» Extracted records:
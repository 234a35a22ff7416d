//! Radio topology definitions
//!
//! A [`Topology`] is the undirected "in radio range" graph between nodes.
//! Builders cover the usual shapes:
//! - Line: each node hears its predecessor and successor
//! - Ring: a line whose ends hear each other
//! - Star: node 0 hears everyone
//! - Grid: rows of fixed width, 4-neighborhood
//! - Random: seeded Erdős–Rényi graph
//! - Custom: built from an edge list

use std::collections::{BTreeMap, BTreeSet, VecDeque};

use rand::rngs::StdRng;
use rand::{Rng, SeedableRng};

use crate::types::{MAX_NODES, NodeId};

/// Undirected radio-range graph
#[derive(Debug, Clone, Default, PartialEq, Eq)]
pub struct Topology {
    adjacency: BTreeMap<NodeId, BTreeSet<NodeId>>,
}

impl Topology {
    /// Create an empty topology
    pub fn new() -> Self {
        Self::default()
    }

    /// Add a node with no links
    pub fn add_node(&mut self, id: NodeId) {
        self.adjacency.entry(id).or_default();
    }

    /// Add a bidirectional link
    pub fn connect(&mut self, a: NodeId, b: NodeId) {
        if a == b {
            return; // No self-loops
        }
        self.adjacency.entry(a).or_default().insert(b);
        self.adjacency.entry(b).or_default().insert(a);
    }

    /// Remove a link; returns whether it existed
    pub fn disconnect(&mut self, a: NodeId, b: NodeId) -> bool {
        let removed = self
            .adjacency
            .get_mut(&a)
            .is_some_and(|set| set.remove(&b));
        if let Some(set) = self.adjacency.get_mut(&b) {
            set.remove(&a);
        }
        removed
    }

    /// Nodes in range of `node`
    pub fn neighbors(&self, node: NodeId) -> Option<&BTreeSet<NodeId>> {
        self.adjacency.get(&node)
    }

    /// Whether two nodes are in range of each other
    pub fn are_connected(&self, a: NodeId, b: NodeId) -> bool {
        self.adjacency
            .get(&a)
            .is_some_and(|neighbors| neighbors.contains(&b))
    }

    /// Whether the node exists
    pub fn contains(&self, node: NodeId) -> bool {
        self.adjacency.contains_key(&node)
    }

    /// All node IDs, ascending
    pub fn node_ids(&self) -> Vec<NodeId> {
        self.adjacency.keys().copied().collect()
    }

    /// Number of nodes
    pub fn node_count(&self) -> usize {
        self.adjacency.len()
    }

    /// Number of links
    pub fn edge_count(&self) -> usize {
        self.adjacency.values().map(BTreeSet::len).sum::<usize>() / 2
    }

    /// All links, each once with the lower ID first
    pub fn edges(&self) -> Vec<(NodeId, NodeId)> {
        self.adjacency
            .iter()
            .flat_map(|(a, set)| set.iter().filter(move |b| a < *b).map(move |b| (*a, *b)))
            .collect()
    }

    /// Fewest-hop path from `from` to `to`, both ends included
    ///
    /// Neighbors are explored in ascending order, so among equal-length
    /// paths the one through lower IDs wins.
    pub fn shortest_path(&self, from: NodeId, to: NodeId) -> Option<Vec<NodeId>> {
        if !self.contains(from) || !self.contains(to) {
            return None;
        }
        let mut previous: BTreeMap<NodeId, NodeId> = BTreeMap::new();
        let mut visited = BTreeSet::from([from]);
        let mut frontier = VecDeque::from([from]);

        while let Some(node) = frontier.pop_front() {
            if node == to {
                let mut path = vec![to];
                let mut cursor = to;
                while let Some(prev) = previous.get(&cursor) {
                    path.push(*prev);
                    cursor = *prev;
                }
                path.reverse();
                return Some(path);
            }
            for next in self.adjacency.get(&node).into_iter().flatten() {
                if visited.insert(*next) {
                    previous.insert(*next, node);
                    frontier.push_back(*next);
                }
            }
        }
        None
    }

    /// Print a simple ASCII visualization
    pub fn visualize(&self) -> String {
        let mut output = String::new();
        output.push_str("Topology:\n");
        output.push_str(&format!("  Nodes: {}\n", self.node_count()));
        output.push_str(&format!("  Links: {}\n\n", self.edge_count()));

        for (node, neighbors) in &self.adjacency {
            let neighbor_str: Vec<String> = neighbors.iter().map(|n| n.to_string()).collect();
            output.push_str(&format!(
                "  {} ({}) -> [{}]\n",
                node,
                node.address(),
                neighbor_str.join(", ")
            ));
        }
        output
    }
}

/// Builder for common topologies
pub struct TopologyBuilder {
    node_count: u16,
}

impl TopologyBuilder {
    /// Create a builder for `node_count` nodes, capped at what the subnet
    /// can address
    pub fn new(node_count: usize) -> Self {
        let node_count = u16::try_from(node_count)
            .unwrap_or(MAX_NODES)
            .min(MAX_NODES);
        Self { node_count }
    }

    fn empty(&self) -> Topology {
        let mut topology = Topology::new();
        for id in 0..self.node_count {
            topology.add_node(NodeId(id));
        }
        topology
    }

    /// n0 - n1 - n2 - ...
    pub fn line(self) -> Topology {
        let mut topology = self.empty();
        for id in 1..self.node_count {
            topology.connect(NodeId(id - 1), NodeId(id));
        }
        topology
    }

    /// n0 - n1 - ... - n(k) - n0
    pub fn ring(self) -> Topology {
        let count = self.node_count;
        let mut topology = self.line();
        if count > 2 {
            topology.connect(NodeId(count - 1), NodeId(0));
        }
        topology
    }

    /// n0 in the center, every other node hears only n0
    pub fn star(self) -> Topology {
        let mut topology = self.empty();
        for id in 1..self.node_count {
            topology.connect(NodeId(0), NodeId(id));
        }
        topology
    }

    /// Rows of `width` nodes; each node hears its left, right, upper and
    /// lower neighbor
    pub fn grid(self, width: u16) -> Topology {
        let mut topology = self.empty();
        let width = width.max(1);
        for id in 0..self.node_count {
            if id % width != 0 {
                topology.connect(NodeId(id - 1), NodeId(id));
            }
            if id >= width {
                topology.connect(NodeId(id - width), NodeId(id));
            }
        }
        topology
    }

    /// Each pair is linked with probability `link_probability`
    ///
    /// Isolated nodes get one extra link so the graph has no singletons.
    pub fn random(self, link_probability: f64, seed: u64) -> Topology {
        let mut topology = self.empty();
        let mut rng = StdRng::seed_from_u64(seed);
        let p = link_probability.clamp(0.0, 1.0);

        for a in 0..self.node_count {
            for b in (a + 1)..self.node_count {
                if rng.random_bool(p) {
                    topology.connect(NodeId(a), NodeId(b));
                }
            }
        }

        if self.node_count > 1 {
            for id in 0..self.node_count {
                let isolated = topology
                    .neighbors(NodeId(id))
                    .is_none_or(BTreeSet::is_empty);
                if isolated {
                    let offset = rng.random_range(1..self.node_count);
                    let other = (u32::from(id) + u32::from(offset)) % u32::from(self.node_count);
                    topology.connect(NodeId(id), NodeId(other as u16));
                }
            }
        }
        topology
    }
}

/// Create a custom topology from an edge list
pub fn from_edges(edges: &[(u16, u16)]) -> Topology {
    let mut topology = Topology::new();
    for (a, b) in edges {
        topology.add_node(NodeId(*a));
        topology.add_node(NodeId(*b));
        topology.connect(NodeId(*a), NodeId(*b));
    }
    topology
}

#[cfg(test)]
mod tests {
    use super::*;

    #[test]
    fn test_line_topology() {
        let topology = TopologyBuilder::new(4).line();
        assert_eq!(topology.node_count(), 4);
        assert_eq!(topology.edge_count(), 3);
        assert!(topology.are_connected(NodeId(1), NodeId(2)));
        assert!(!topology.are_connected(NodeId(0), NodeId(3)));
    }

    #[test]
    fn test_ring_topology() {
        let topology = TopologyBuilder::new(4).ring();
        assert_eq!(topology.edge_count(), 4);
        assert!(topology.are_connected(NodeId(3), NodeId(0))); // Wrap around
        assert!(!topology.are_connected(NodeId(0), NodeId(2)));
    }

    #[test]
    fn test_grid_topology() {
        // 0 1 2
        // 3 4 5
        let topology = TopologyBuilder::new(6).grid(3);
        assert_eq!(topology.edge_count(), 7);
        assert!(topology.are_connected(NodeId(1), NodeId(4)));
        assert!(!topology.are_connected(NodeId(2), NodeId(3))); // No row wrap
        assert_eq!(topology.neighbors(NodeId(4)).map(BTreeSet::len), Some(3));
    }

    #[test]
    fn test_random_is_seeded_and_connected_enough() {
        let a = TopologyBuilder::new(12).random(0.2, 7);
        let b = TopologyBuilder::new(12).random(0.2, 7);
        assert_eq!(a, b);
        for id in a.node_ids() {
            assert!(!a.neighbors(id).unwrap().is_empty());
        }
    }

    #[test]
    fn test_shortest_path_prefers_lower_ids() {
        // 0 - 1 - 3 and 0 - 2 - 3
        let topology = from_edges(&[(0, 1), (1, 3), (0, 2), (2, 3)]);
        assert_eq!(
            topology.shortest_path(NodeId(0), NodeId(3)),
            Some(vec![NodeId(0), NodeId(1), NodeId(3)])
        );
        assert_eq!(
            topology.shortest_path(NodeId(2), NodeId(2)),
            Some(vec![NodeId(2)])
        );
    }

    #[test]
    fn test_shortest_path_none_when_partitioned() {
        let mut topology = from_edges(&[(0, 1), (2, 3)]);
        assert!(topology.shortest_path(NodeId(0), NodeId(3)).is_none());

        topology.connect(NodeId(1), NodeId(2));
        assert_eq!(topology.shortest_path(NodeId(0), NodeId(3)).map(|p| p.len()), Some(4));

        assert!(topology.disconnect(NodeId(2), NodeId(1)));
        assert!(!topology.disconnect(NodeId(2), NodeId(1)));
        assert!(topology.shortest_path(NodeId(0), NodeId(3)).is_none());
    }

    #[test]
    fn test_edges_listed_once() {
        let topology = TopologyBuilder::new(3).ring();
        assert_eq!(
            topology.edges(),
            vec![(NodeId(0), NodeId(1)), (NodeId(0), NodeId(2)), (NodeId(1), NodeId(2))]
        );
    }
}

==

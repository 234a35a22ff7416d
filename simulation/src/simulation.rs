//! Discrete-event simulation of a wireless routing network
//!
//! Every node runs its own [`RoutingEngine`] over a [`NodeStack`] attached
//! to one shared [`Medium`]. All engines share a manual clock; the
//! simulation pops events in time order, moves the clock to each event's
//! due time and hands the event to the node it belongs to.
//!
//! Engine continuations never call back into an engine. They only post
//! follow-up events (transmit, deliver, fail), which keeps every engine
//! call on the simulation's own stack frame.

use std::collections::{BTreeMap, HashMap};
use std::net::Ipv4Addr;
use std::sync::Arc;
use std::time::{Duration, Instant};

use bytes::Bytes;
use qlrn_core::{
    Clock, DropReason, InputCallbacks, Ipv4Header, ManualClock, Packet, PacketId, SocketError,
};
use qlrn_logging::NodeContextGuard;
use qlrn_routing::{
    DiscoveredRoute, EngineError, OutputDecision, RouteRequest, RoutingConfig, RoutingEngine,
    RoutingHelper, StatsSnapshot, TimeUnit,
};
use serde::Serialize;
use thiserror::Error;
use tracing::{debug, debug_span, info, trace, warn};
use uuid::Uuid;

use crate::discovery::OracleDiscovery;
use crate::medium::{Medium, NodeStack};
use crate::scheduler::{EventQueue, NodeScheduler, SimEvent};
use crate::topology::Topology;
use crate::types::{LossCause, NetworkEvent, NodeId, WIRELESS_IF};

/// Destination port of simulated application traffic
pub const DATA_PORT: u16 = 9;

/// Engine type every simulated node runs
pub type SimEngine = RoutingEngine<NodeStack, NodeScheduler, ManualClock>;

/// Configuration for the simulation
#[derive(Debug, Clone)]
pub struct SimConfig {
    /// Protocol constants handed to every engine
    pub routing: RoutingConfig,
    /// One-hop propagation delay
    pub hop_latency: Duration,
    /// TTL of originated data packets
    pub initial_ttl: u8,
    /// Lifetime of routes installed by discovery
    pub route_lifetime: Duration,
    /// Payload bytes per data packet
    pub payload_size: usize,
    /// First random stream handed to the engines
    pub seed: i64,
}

---

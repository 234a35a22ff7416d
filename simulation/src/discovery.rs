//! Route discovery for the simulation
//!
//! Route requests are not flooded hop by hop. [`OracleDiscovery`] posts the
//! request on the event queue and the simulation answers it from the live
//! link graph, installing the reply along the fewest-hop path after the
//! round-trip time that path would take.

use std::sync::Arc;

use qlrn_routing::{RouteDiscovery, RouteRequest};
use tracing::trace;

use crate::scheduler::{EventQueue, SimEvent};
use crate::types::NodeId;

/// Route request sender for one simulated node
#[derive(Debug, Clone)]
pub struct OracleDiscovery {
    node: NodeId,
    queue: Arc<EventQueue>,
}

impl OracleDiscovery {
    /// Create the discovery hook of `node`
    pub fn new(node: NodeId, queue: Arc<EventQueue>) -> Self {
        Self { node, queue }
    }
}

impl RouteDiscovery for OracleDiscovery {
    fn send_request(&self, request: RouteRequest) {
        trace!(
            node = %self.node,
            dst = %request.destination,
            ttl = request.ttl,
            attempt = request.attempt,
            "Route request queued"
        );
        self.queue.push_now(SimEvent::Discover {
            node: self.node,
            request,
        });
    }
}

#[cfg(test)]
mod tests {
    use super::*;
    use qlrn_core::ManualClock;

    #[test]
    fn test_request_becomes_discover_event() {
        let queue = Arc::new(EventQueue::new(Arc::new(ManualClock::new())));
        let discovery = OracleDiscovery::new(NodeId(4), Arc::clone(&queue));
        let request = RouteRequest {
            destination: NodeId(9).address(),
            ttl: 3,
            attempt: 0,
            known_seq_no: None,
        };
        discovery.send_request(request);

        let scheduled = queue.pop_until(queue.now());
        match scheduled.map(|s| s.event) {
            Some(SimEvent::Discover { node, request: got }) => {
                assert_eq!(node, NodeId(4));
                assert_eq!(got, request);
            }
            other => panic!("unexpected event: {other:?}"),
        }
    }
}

» What you need to do:
Within the listing above, tally the lines holding the word "OracleDiscovery". Give the tally only.

» Written response:
6